Chlorzoxazone exhibits neuroprotection against Alzheimer's disease by attenuating neuroinflammation and neurodegeneration in vitro and in vivo

Alzheimer's disease (AD), a complex and an age-related brain disease, is induced by the accumulation of amyloid beta (Aβ) and neuroinflammation. Chlorzoxazone (CZ) is a classical FDA-approved drug, and shows anti-inflammatory effects. However, up until now, its regulatory role in AD has not been investigated. Therefore, in this study we attempted to explore if CZ could be an effective therapeutic strategy for AD treatment.

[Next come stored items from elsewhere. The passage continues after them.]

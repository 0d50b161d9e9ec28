//! Strongly-typed identifiers used across the domain.
//!
//! Ids owned by other modules (products, warehouses, orders) are referenced by
//! the manufacturing engine but never resolved here; their existence is checked
//! by the calling collaborator.

use core::str::FromStr;
use serde::{Deserialize, Serialize};
use uuid::Uuid;

use crate::error::DomainError;

macro_rules! uuid_newtype {
    ($(#[$meta:meta])* $t:ident, $name:literal) => {
        $(#[$meta])*
        #[derive(Debug, Copy, Clone, PartialEq, Eq, PartialOrd, Ord, Hash, Serialize, Deserialize)]
        #[serde(transparent)]
        pub struct $t(Uuid);

        impl $t {
            /// Create a new identifier.
            ///
            /// Uses UUIDv7 (time-ordered). Prefer passing IDs explicitly in tests
            /// for determinism.
            pub fn new() -> Self {
                Self(Uuid::now_v7())
            }

            pub fn from_uuid(uuid: Uuid) -> Self {
                Self(uuid)
            }

            pub fn as_uuid(&self) -> &Uuid {
                &self.0
            }
        }

        impl Default for $t {
            fn default() -> Self {
                Self::new()
            }
        }

        impl core::fmt::Display for $t {
            fn fmt(&self, f: &mut core::fmt::Formatter<'_>) -> core::fmt::Result {
                core::fmt::Display::fmt(&self.0, f)
            }
        }

        impl From<Uuid> for $t {
            fn from(value: Uuid) -> Self {
                Self(value)
            }
        }

        impl From<$t> for Uuid {
            fn from(value: $t) -> Self {
                value.0
            }
        }

        impl FromStr for $t {
            type Err = DomainError;

            fn from_str(s: &str) -> Result<Self, Self::Err> {
                let uuid = Uuid::from_str(s)
                    .map_err(|e| DomainError::invalid_id(format!("{}: {}", $name, e)))?;
                Ok(Self(uuid))
            }
        }
    };
}

uuid_newtype!(
    /// Identifier of a tenant (multi-tenant boundary).
    TenantId,
    "TenantId"
);
uuid_newtype!(
    /// Identifier of a user (actor identity, used for audit fields).
    UserId,
    "UserId"
);
uuid_newtype!(
    /// Identifier of an aggregate root (event stream key).
    AggregateId,
    "AggregateId"
);
uuid_newtype!(ProductId, "ProductId");
uuid_newtype!(WarehouseId, "WarehouseId");
uuid_newtype!(LocationId, "LocationId");
uuid_newtype!(
    /// Row in the external stock ledger that holds an allocation's stock.
    StockId,
    "StockId"
);
uuid_newtype!(
    /// Movement in the external stock ledger that consumed an issue's stock.
    StockMovementId,
    "StockMovementId"
);

#[cfg(test)]
mod tests {
    use super::*;

    #[test]
    fn parse_round_trips_display() {
        let id = WarehouseId::new();
        let parsed: WarehouseId = id.to_string().parse().unwrap();
        assert_eq!(parsed, id);
    }

    #[test]
    fn parse_failure_names_the_id_kind() {
        let err = "not-a-uuid".parse::<ProductId>().unwrap_err();
        match err {
            DomainError::InvalidId(msg) => assert!(msg.starts_with("ProductId")),
            other => panic!("unexpected error: {other:?}"),
        }
    }
}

At first, the in vitro study was performed to mimic AD using Aβ. We found that Aβ caused p65 nuclear translocation in both primary microglial cells and astrocytes, which were, however, restrained by CZ treatments. Meanwhile, CZ incubation markedly decreased the expression of pro-inflammatory cytokines including tumor necrosis factor α (TNF-α), interleukin-1β (IL-1β). Aβ deposition was also markedly reduced in glial cells treated with CZ. Importantly, we found that glial activation and its-related pro-inflammation induced by Aβ led to obvious neurodegeneration and neuroinflammation, which were effectively attenuated by CZ pre-treatment in the isolated primary cortical neurons. Then, the in vivo study was performed using APP/PS1 mice with AD. Behavior tests showed that CZ administration effectively improved cognitive deficits in AD mice. Neuron death in hippocampus of AD mice was also inhibited by CZ. Aβ accumulation in brain was markedly decreased in CZ-treated AD mice. We finally found that hippocampal glial activation in AD mice was obviously blocked by CZ supplementation, along with remarkable decreases in TNF-α, IL-1β and p65 nuclear translocation. Together, these findings above demonstrated that CZ could inhibit glial activation and inflammatory response, contributing to the suppression of neurodegeneration and neuroinflammation. Therefore, CZ may be an effective therapeutic strategy for AD treatment.